Stored items from a collection:
========================
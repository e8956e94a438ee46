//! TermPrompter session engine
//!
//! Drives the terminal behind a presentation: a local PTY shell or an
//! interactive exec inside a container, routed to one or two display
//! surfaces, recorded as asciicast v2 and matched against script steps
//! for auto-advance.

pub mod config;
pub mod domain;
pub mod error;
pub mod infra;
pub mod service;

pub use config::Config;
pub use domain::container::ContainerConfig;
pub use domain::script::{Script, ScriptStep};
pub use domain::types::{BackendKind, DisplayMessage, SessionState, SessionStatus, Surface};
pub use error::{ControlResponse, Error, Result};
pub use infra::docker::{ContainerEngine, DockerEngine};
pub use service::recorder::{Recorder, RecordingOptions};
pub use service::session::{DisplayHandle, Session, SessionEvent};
========================
Task statement:
Whenever a line holds "error", it counts; state the total for the records and add nothing.

Result for this exercise:
2